Anal Bioanal Chem. 2010 Jul;397(6):2367-74. doi: 10.1007/s00216-010-3778-5. Epub 2010 May 21.
Cholesteryl esters have antimicrobial activity and likely contribute to the innate immunity system. Improved separation techniques are needed to characterize these compounds. In this study, optimization of the reversed-phase high-performance liquid chromatography separation of six analyte standards (four cholesteryl esters plus cholesterol and tri-palmitin) was accomplished by modeling with an artificial neural network-genetic algorithm (ANN-GA) approach. A fractional factorial design was employed to examine the significance of four experimental factors: organic component in the mobile phase (ethanol and methanol), column temperature, and flow rate. Three separation parameters were then merged into geometric means using Derringer's desirability function and used as input sources for model training and testing. The use of genetic operators proved valuable for the determination of an effective neural network structure. Implementation of the optimized method resulted in complete separation of all six analytes, including the resolution of two previously co-eluting peaks. Model validation was performed with experimental responses in good agreement with model-predicted responses. Improved separation was also realized in a complex biological fluid, human milk. Thus, the first known use of ANN-GA modeling for improving the chromatographic separation of cholesteryl esters in biological fluids is presented and will likely prove valuable for future investigators involved in studying complex biological samples.
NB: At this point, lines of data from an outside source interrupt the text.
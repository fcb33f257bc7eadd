//! Session check and SSO login for the site.

use super::constants::{INVALID_CREDENTIALS_MARKER, LOGIN_WALL_MARKER};
use super::{LoginFailure, Session, SessionState};
use crate::core::ZpError;
use crate::core::net::ensure_success;
use reqwest::StatusCode;
use scraper::{Html, Selector};
use url::Url;

impl super::ZpClient {
    /// Checks whether the held session is still authenticated.
    ///
    /// Returns `false` without any request when no session is held. Otherwise
    /// fetches the site root, waits the pacing delay, then fetches the events
    /// listing; the session is valid only if the root had no login wall and the
    /// listing answered exactly `200`. Failures are logged, never returned, and
    /// a stale session is dropped.
    #[cfg_attr(feature = "tracing", tracing::instrument(skip(self)))]
    pub async fn validate_current(&mut self) -> bool {
        let Some(session) = self.session.as_ref() else {
            #[cfg(feature = "tracing")]
            tracing::debug!("no session held");
            return false;
        };

        match self.check_session(session).await {
            Ok(true) => {
                self.state = SessionState::Valid;
                true
            }
            Ok(false) => {
                #[cfg(feature = "tracing")]
                tracing::info!("session is stale");
                self.invalidate();
                false
            }
            Err(_e) => {
                #[cfg(feature = "tracing")]
                tracing::warn!(error = %_e, "failed to check session status");
                self.invalidate();
                false
            }
        }
    }

    async fn check_session(&self, session: &Session) -> Result<bool, ZpError> {
        let resp = session
            .http()
            .get(self.base_url.clone())
            .send()
            .await?
            .error_for_status()?;
        let login_required = resp.text().await?.contains(LOGIN_WALL_MARKER);
        #[cfg(feature = "tracing")]
        tracing::debug!(login_required, "site root checked");

        tokio::time::sleep(self.validation_pacing).await;

        let resp = session.http().get(self.events_url.clone()).send().await?;
        #[cfg(feature = "tracing")]
        tracing::debug!(status = resp.status().as_u16(), "events listing checked");
        Ok(resp.status() == StatusCode::OK && !login_required)
    }

    /// Logs in through the SSO flow with a fresh cookie jar.
    ///
    /// On success the new session replaces the held one. On any failure the held
    /// session is dropped and the error returned; [`ZpError::LoginFormNotFound`]
    /// means the login markup changed, [`ZpError::Auth`] that the flow did not
    /// end on the events page.
    ///
    /// # Errors
    ///
    /// See above; transport failures surface as [`ZpError::Http`] and a non-2xx
    /// login page or form response as [`ZpError::Status`].
    #[cfg_attr(
        feature = "tracing",
        tracing::instrument(skip(self), err, fields(username = %self.credentials.username()))
    )]
    pub async fn login(&mut self) -> Result<(), ZpError> {
        match self.run_login_flow().await {
            Ok(session) => {
                #[cfg(feature = "tracing")]
                tracing::info!("logged in session created");
                self.session = Some(session);
                self.state = SessionState::Valid;
                self.last_login_failure = None;
                Ok(())
            }
            Err(e) => {
                self.last_login_failure = Some(LoginFailure::from(&e));
                self.invalidate();
                Err(e)
            }
        }
    }

    async fn run_login_flow(&self) -> Result<Session, ZpError> {
        let session = Session::new(&self.user_agent, self.timeout, self.connect_timeout)?;

        let _resp = session.http().get(self.base_url.clone()).send().await?;
        #[cfg(feature = "tracing")]
        tracing::debug!(status = _resp.status().as_u16(), "cookie jar primed");

        let resp = session.following().get(self.sso_url.clone()).send().await?;
        let resp = ensure_success(resp)?;
        let page_url = resp.url().clone();
        let page = resp.text().await?;
        let post_url = login_form_action(&page, &page_url)?;
        #[cfg(feature = "tracing")]
        tracing::debug!(%post_url, "login form located");

        let resp = session
            .following()
            .post(post_url)
            .form(&self.credentials.login_form())
            .send()
            .await?;
        let resp = ensure_success(resp)?;
        let final_url = resp.url().clone();
        #[cfg(feature = "tracing")]
        tracing::debug!(status = resp.status().as_u16(), %final_url, "credentials posted");
        let body = resp.text().await?;

        self.check_landing(&final_url, &body)?;
        Ok(session)
    }

    fn check_landing(&self, final_url: &Url, body: &str) -> Result<(), ZpError> {
        if final_url.host_str() == Some(self.identity_host.as_str()) {
            return Err(ZpError::Auth(format!(
                "still on the identity provider at {final_url}"
            )));
        }
        if !final_url.as_str().contains(self.events_url.as_str()) {
            return Err(ZpError::Auth(format!(
                "landed on {final_url} instead of the events page"
            )));
        }
        if body.to_lowercase().contains(INVALID_CREDENTIALS_MARKER) {
            return Err(ZpError::Auth("invalid username or password".into()));
        }
        Ok(())
    }

    /// Returns a usable session, logging in again if the held one is stale.
    ///
    /// `None` means no session could be obtained; the reason is available from
    /// [`last_login_failure`](Self::last_login_failure).
    #[cfg_attr(feature = "tracing", tracing::instrument(skip(self)))]
    pub async fn session(&mut self) -> Option<&Session> {
        if self.validate_current().await {
            #[cfg(feature = "tracing")]
            tracing::debug!("session is valid");
        } else {
            #[cfg(feature = "tracing")]
            tracing::info!("session is not valid, logging in");
            // login() has already logged and recorded the failure
            let _ = self.login().await;
        }
        self.session.as_ref()
    }

    pub(crate) async fn require_session(&mut self) -> Result<&Session, ZpError> {
        self.session().await.ok_or(ZpError::SessionUnavailable)
    }

    /// Drops the held session.
    pub fn invalidate(&mut self) {
        self.session = None;
        self.state = SessionState::Invalid;
    }
}

/// Submission target of the first `<form>` on the identity provider page,
/// resolved against the page URL.
fn login_form_action(page: &str, page_url: &Url) -> Result<Url, ZpError> {
    let doc = Html::parse_document(page);
    let form = Selector::parse("form").expect("static selector");
    let action = doc
        .select(&form)
        .next()
        .and_then(|f| f.value().attr("action"))
        .filter(|a| !a.trim().is_empty())
        .ok_or_else(|| ZpError::LoginFormNotFound {
            url: page_url.to_string(),
        })?;
    Ok(page_url.join(action.trim())?)
}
胆固醇酯具有抗菌活性,可能有助于先天免疫系统。需要改进分离技术来对这些化合物进行表征。在这项研究中,采用人工神经网络-遗传算法 (ANN-GA) 方法对模型进行优化,实现了六种分析物标准品(四种胆固醇酯加上胆固醇和三棕榈酸甘油酯)的反相高效液相色谱分离的优化。采用部分因子设计考察了四个实验因素的重要性:流动相中的有机成分(乙醇和甲醇)、柱温、流速。然后使用 Derringer 的适宜性函数将三个分离参数合并为几何平均值,并将其用作模型训练和测试的输入源。遗传算子的使用对于确定有效的神经网络结构非常有价值。实施优化方法可实现所有六种分析物的完全分离,包括以前两个共洗脱峰的分辨率。实验响应与模型预测响应吻合良好,验证了模型的有效性。在复杂的生物流体(人乳)中也实现了更好的分离。因此,本文首次提出了使用 ANN-GA 模型来改进生物流体中胆固醇酯的色谱分离,这对于未来研究复杂生物样本的研究人员可能非常有价值。